• _DIRECTIONS_: Examine the records and identify each line that includes the string "CompilerConfig". Copy those lines.

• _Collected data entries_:
/---

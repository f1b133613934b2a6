//! Rust source emission.
//!
//! A compiled schema becomes one self-contained module:
//!
//! ```text
//! // @generated by ksy-compiler
//! // Source schema: <id>
//!
//! use ksy_runtime as rt;
//!
//! pub struct Root { .. }          ← one struct + impl per record, root first
//! impl rt::Decode for Root { .. }
//! pub struct Child { .. }
//! pub enum Kind { .. }            ← schema enums, then switch enums
//! pub enum RootBody { .. }
//! ```

mod enums;
mod field;
mod record;
mod writer;

use ksy_schema::Schema;

use crate::config::CompilerConfig;
use crate::error::CompileError;
use crate::layout::Layout;

use self::writer::CodeWriter;

/// Output of one compilation.
#[derive(Clone, Debug, PartialEq, Eq)]
pub struct GeneratedSource {
    /// Complete module source.
    pub module: String,
    /// Rust names of the generated record structs, top-level record first.
    pub records: Vec<String>,
    /// Rust names of the generated enums (schema enums, then switch enums).
    pub enums: Vec<String>,
}

/// Schema → Rust decoder source compiler.
#[derive(Clone, Debug, Default)]
pub struct Compiler {
    config: CompilerConfig,
}

impl Compiler {
    pub fn new(config: CompilerConfig) -> Self {
        Self { config }
    }

    pub fn config(&self) -> &CompilerConfig {
        &self.config
    }

    /// Compile every record of `schema` into a single module.
    ///
    /// # Errors
    ///
    /// The first [`CompileError`] met. No partial source is returned.
    pub fn compile(&self, schema: &Schema) -> Result<GeneratedSource, CompileError> {
        let layout = Layout::build(schema, &self.config)?;
        let mut w = CodeWriter::new();
        w.line(&self.config.header_comment);
        w.line(format!("// Source schema: {}", schema.id()));
        w.blank();
        w.line(format!("use {} as rt;", self.config.runtime_path));
        w.blank();

        for record in 0..layout.records.len() {
            record::emit(&layout, record, &mut w)?;
        }
        for info in &layout.scope.enums {
            enums::emit_enum(&layout, info, &mut w);
        }
        for switch in 0..layout.switches.len() {
            enums::emit_switch(&layout, switch, &mut w);
        }

        let records = layout.scope.records.iter().map(|r| r.rust_name.clone()).collect();
        let enums = layout
            .scope
            .enums
            .iter()
            .map(|e| e.rust_name.clone())
            .chain(layout.switches.iter().map(|s| s.rust_name.clone()))
            .collect();
        let mut module = w.finish();
        while module.ends_with("\n\n") {
            module.pop();
        }
        tracing::debug!(schema = %schema.id(), bytes = module.len(), "compiled schema");
        Ok(GeneratedSource {
            module,
            records,
            enums,
        })
    }
}

/// Load a JSON schema document and compile it with the default
/// configuration.
///
/// # Errors
///
/// [`CompileError::Schema`] when the document does not load, otherwise
/// the first compile error.
pub fn compile_str(json: &str) -> Result<GeneratedSource, CompileError> {
    let schema = Schema::from_json_str(json)?;
    Compiler::default().compile(&schema)
}

#[cfg(test)]
mod tests {
    use super::*;

    const PNG_LIKE: &str = r#"{
        "meta": {"id": "chunks", "endian": "be"},
        "doc": "A list of tagged chunks.",
        "seq": [
            {"id": "magic", "contents": [137, "PNG"]},
            {"id": "chunks", "type": "chunk", "repeat": "eos"}
        ],
        "types": {
            "chunk": {
                "seq": [
                    {"id": "len", "type": "u4"},
                    {"id": "kind", "type": "u1", "enum": "kind"},
                    {"id": "body", "size": "len", "type": {
                        "switch-on": "kind",
                        "cases": {"kind::text": "text_body", "_": "raw_body"}
                    }}
                ]
            },
            "text_body": {"seq": [{"id": "value", "type": "str", "size-eos": true, "encoding": "ASCII"}]},
            "raw_body": {"seq": [{"id": "data", "size-eos": true}]}
        },
        "enums": {"kind": {"1": "text", "2": "image"}}
    }"#;

    #[test]
    fn emits_parseable_module() {
        let out = compile_str(PNG_LIKE).unwrap();
        syn::parse_file(&out.module).unwrap();
        assert_eq!(out.records, ["Chunks", "Chunk", "TextBody", "RawBody"]);
        assert_eq!(out.enums, ["Kind", "ChunkBody"]);
        assert!(out.module.starts_with("// @generated by ksy-compiler\n// Source schema: chunks\n"));
        assert!(out.module.contains("use ksy_runtime as rt;"));
        assert!(out.module.contains("/// A list of tagged chunks."));
        assert!(out.module.ends_with("}\n"));
    }

    #[test]
    fn runtime_path_is_configurable() {
        let schema = Schema::from_json_str(r#"{"meta": {"id": "t"}, "seq": [{"id": "a", "type": "u1"}]}"#)
            .unwrap();
        let compiler = Compiler::new(CompilerConfig {
            runtime_path: "crate::rt_support".to_owned(),
            emit_docs: false,
            ..CompilerConfig::default()
        });
        let out = compiler.compile(&schema).unwrap();
        assert!(out.module.contains("use crate::rt_support as rt;"));
        syn::parse_file(&out.module).unwrap();
    }

    #[test]
    fn first_error_aborts() {
        let err = compile_str(
            r#"{"meta": {"id": "t"}, "seq": [
                {"id": "a", "type": "u1"},
                {"id": "b", "type": "missing"}
            ]}"#,
        )
        .unwrap_err();
        assert_eq!(err.to_string(), "t.b: unknown type \"missing\"");
    }

    #[test]
    fn schema_errors_pass_through() {
        let err = compile_str("{ not json").unwrap_err();
        assert!(matches!(err, CompileError::Schema(_)));
    }
}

\---

• _REPLY_:
use crate::config::CompilerConfig;
    config: CompilerConfig,
    pub fn new(config: CompilerConfig) -> Self {
    pub fn config(&self) -> &CompilerConfig {
        let compiler = Compiler::new(CompilerConfig {
            ..CompilerConfig::default()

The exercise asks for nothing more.